Abstract

We retrospectively investigated increases in large granular lymphocytes (LGL) in peripheral blood during dasatinib treatment in 25 chronic myelogenous leukemia patients. Fifteen of 25 patients (60%) showed an increase in LGL. All 15 of these patients also showed an increase in NK cells, and 11 showed an increase in CD8(+) T cells. High frequencies of clonal rearrangements of TCR-β, -γ, and -δ genes were observed in LGL (+) patients, and at lower frequencies in LGL (-) patients as well. Clinical responses were favorable for all. With respect to their newly obtained complete molecular response after dasatinib treatment, LGL (+) patients showed higher response rates than did LGL (-) patients. In contrast, pleural effusions were more commonly observed in LGL (+) patients (60%) than in LGL (-) patients (20%).
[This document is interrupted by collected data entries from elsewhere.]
//! Navigation tree derived from a metadata document.

use std::collections::HashMap;

use super::metadata::{Polygon, Revision};
use super::transform::ImageTransform;

/// Identifier of a navigation node (`drawing:01`, `region:01:Arch:A`, ...).
pub type NodeId = String;

/// Kind of navigation node.
#[derive(Debug, Clone, Copy, PartialEq, Eq, Hash, PartialOrd, Ord)]
pub enum NodeKind {
    /// A drawing (building, floor, site)
    Drawing,
    /// A discipline within a drawing
    Discipline,
    /// A region within a discipline
    Region,
    /// A revision of a discipline or region
    Revision,
}

impl NodeKind {
    /// Sort rank used by the explorer and search results.
    pub fn order(&self) -> u8 {
        match self {
            NodeKind::Drawing => 0,
            NodeKind::Discipline => 1,
            NodeKind::Region => 2,
            NodeKind::Revision => 3,
        }
    }

    /// Display label.
    pub fn label(&self) -> &'static str {
        match self {
            NodeKind::Drawing => "Drawing",
            NodeKind::Discipline => "Discipline",
            NodeKind::Region => "Region",
            NodeKind::Revision => "Revision",
        }
    }
}

/// Kind-specific payload of a node.
#[derive(Debug, Clone, PartialEq)]
pub enum NodeData {
    /// Drawing node
    Drawing {
        /// Drawing id
        drawing_id: String,
        /// Drawing image
        image: String,
    },
    /// Discipline node
    Discipline {
        /// Owning drawing id
        drawing_id: String,
        /// Discipline name
        discipline: String,
        /// Alignment of the discipline image
        image_transform: Option<ImageTransform>,
        /// Discipline image, if any
        image: Option<String>,
        /// Discipline outline
        polygon: Option<Polygon>,
    },
    /// Region node
    Region {
        /// Owning drawing id
        drawing_id: String,
        /// Discipline name
        discipline: String,
        /// Region id
        region_id: String,
        /// Region outline
        polygon: Option<Polygon>,
    },
    /// Revision node
    Revision {
        /// Owning drawing id
        drawing_id: String,
        /// Discipline name
        discipline: String,
        /// Region id when the revision belongs to a region
        region_id: Option<String>,
        /// Version label
        version: String,
        /// Full revision record
        revision: Revision,
        /// Revision image
        image: String,
        /// Alignment of the revision image
        image_transform: Option<ImageTransform>,
        /// Revision outline
        polygon: Option<Polygon>,
    },
}

/// A node of the navigation tree.
#[derive(Debug, Clone, PartialEq)]
pub struct NavigationNode {
    /// Node id
    pub id: NodeId,
    /// Display name
    pub name: String,
    /// Parent node id, `None` for top-level drawings
    pub parent_id: Option<NodeId>,
    /// Child node ids in document order
    pub children: Vec<NodeId>,
    /// Display path from the root drawing down to this node
    pub path: Vec<String>,
    /// Kind-specific payload
    pub data: NodeData,
}

impl NavigationNode {
    /// Kind of this node.
    pub fn kind(&self) -> NodeKind {
        match self.data {
            NodeData::Drawing { .. } => NodeKind::Drawing,
            NodeData::Discipline { .. } => NodeKind::Discipline,
            NodeData::Region { .. } => NodeKind::Region,
            NodeData::Revision { .. } => NodeKind::Revision,
        }
    }

    /// Drawing id this node belongs to.
    pub fn drawing_id(&self) -> &str {
        match &self.data {
            NodeData::Drawing { drawing_id, .. }
            | NodeData::Discipline { drawing_id, .. }
            | NodeData::Region { drawing_id, .. }
            | NodeData::Revision { drawing_id, .. } => drawing_id,
        }
    }

    /// Discipline name, `None` for drawing nodes.
    pub fn discipline(&self) -> Option<&str> {
        match &self.data {
            NodeData::Drawing { .. } => None,
            NodeData::Discipline { discipline, .. }
            | NodeData::Region { discipline, .. }
            | NodeData::Revision { discipline, .. } => Some(discipline),
        }
    }

    /// Region id for region nodes and region revisions.
    pub fn region_id(&self) -> Option<&str> {
        match &self.data {
            NodeData::Region { region_id, .. } => Some(region_id),
            NodeData::Revision { region_id, .. } => region_id.as_deref(),
            _ => None,
        }
    }

    /// Outline polygon attached to this node.
    pub fn polygon(&self) -> Option<&Polygon> {
        match &self.data {
            NodeData::Drawing { .. } => None,
            NodeData::Discipline { polygon, .. }
            | NodeData::Region { polygon, .. }
            | NodeData::Revision { polygon, .. } => polygon.as_ref(),
        }
    }

    /// The node's own image, if it has one.
    pub fn image(&self) -> Option<&str> {
        match &self.data {
            NodeData::Drawing { image, .. } | NodeData::Revision { image, .. } => Some(image),
            NodeData::Discipline { image, .. } => image.as_deref(),
            NodeData::Region { .. } => None,
        }
    }
}

/// Build a drawing node id.
pub fn drawing_node_id(drawing_id: &str) -> NodeId {
    format!("drawing:{drawing_id}")
}

/// Build a discipline node id.
pub fn discipline_node_id(drawing_id: &str, discipline: &str) -> NodeId {
    format!("discipline:{drawing_id}:{discipline}")
}

/// Build a region node id.
pub fn region_node_id(drawing_id: &str, discipline: &str, region_id: &str) -> NodeId {
    format!("region:{drawing_id}:{discipline}:{region_id}")
}

/// Build a revision node id.
pub fn revision_node_id(
    drawing_id: &str,
    discipline: &str,
    region_id: Option<&str>,
    version: &str,
) -> NodeId {
    match region_id {
        Some(region) => format!("revision:{drawing_id}:{discipline}:{region}:{version}"),
        None => format!("revision:{drawing_id}:{discipline}:{version}"),
    }
}

/// Immutable navigation tree.
#[derive(Debug, Clone, Default, PartialEq)]
pub struct NavigationTree {
    root_id: NodeId,
    nodes: HashMap<NodeId, NavigationNode>,
    order: Vec<NodeId>,
}

impl NavigationTree {
    pub(crate) fn new() -> Self {
        Self::default()
    }

    /// Insert a node and link it under its parent when the parent exists.
    ///
    /// Ids are unique; a second node with an existing id is dropped.
    pub(crate) fn insert(&mut self, node: NavigationNode) {
        if self.nodes.contains_key(&node.id) {
            log::warn!("Duplicate navigation node '{}' ignored", node.id);
            return;
        }
        if let Some(parent_id) = &node.parent_id {
            if let Some(parent) = self.nodes.get_mut(parent_id) {
                parent.children.push(node.id.clone());
            }
        }
        self.order.push(node.id.clone());
        self.nodes.insert(node.id.clone(), node);
    }

    pub(crate) fn set_root(&mut self, root_id: NodeId) {
        self.root_id = root_id;
    }

    /// Link an already inserted node under an already inserted parent.
    pub(crate) fn attach(&mut self, parent_id: &str, child_id: &str) -> bool {
        if !self.nodes.contains_key(parent_id) || parent_id == child_id {
            return false;
        }
        let Some(child) = self.nodes.get_mut(child_id) else {
            return false;
        };
        child.parent_id = Some(parent_id.to_string());
        if let Some(parent) = self.nodes.get_mut(parent_id) {
            parent.children.push(child_id.to_string());
        }
        true
    }

    /// Id of the root node. Empty when the document has no drawings.
    pub fn root_id(&self) -> &str {
        &self.root_id
    }

    /// The root node.
    pub fn root(&self) -> Option<&NavigationNode> {
        self.nodes.get(&self.root_id)
    }

    /// Look up a node.
    pub fn get(&self, id: &str) -> Option<&NavigationNode> {
        self.nodes.get(id)
    }

    /// Whether a node exists.
    pub fn contains(&self, id: &str) -> bool {
        self.nodes.contains_key(id)
    }

    /// Number of nodes.
    pub fn len(&self) -> usize {
        self.nodes.len()
    }

    /// Whether the tree has no nodes.
    pub fn is_empty(&self) -> bool {
        self.nodes.is_empty()
    }

    /// Iterate nodes in creation order.
    pub fn iter(&self) -> impl Iterator<Item = &NavigationNode> {
        self.order.iter().filter_map(|id| self.nodes.get(id))
    }

    /// Children of a node, in document order.
    pub fn children(&self, id: &str) -> impl Iterator<Item = &NavigationNode> {
        self.nodes
            .get(id)
            .into_iter()
            .flat_map(|n| n.children.iter())
            .filter_map(|c| self.nodes.get(c))
    }

    /// Parent of a node.
    pub fn parent(&self, id: &str) -> Option<&NavigationNode> {
        let parent_id = self.nodes.get(id)?.parent_id.as_ref()?;
        self.nodes.get(parent_id)
    }

    /// Ancestors of a node, nearest first. Stops at a missing parent or a cycle.
    pub fn ancestors(&self, id: &str) -> Vec<&NavigationNode> {
        let mut out: Vec<&NavigationNode> = Vec::new();
        let mut current = self.parent(id);
        while let Some(node) = current {
            if node.id == id || out.iter().any(|n| n.id == node.id) {
                break;
            }
            out.push(node);
            current = self.parent(&node.id);
        }
        out
    }

    /// The drawing node that owns a node (itself for drawing nodes).
    pub fn drawing_node_for(&self, id: &str) -> Option<&NavigationNode> {
        let node = self.nodes.get(id)?;
        match node.kind() {
            NodeKind::Drawing => Some(node),
            _ => self.nodes.get(&drawing_node_id(node.drawing_id())),
        }
    }

    /// Check parent/child links in both directions.
    ///
    /// Returns a description of every violation; an empty list means the tree
    /// is consistent.
    pub fn validate(&self) -> Vec<String> {
        let mut problems = Vec::new();
        for node in self.iter() {
            if let Some(parent_id) = &node.parent_id {
                match self.nodes.get(parent_id) {
                    Some(parent) if !parent.children.contains(&node.id) => problems.push(format!(
                        "{} is not listed as a child of {}",
                        node.id, parent_id
                    )),
                    Some(_) => {}
                    None => problems.push(format!("{} has missing parent {}", node.id, parent_id)),
                }
            }
            for child_id in &node.children {
                match self.nodes.get(child_id) {
                    Some(child) if child.parent_id.as_deref() != Some(node.id.as_str()) => problems
                        .push(format!("{} lists {} which has another parent", node.id, child_id)),
                    Some(_) => {}
                    None => problems.push(format!("{} lists missing child {}", node.id, child_id)),
                }
            }
        }
        problems
    }
}

/// One revision in the flat revision index.
#[derive(Debug, Clone, PartialEq)]
pub struct RevisionEntry {
    /// Revision node id
    pub id: NodeId,
    /// Owning drawing id
    pub drawing_id: String,
    /// Owning drawing name
    pub drawing_name: String,
    /// Discipline name
    pub discipline: String,
    /// Region id when nested in a region
    pub region_id: Option<String>,
    /// Version label
    pub version: String,
    /// Full revision record
    pub revision: Revision,
    /// Revision image
    pub image: String,
    /// Anchor image this revision is overlaid on
    pub parent_image: Option<String>,
    /// Alignment of the revision image
    pub image_transform: Option<ImageTransform>,
    /// Revision outline
    pub polygon: Option<Polygon>,
    /// Display path
    pub path: Vec<String>,
}

/// Output of the metadata parser.
#[derive(Debug, Clone, Default, PartialEq)]
pub struct ParsedDrawingData {
    /// Navigation tree
    pub tree: NavigationTree,
    /// Flat revision index in document order
    pub revisions: Vec<RevisionEntry>,
}

impl ParsedDrawingData {
    /// Find a revision entry by node id.
    pub fn find_revision(&self, id: &str) -> Option<&RevisionEntry> {
        find_revision(&self.revisions, id)
    }
}

/// Find a revision entry by node id.
pub fn find_revision<'a>(revisions: &'a [RevisionEntry], id: &str) -> Option<&'a RevisionEntry> {
    revisions.iter().find(|entry| entry.id == id)
}

/// Revisions related to a node.
///
/// A drawing relates to all its revisions, a discipline to its own, a region
/// to the region's, and a revision only to itself.
pub fn related_revisions<'a>(
    node: &NavigationNode,
    revisions: &'a [RevisionEntry],
) -> Vec<&'a RevisionEntry> {
    revisions
        .iter()
        .filter(|entry| match &node.data {
            NodeData::Drawing { drawing_id, .. } => entry.drawing_id == *drawing_id,
            NodeData::Discipline {
                drawing_id,
                discipline,
                ..
            } => entry.drawing_id == *drawing_id && entry.discipline == *discipline,
            NodeData::Region {
                drawing_id,
                discipline,
                region_id,
                ..
            } => {
                entry.drawing_id == *drawing_id
                    && entry.discipline == *discipline
                    && entry.region_id.as_deref() == Some(region_id.as_str())
            }
            NodeData::Revision { .. } => entry.id == node.id,
        })
        .collect()
}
LGL counts significantly increased at 2h after oral intake of dasatinib in all 25 patients. This was not observed in treatment with imatinib or nilotinib. Cytomegalovirus (CMV) C7-HRP tests were negative in all patients. Serum CMV-IgM antibodies were positive in only 2 of 25 patients without symptom of infection. Thus, LGL lymphocytosis during dasatinib treatment may be correlated with favorable molecular response, and with increased incidence of pleural effusions. In the clinical setting, CMV reactivation appears uncommon.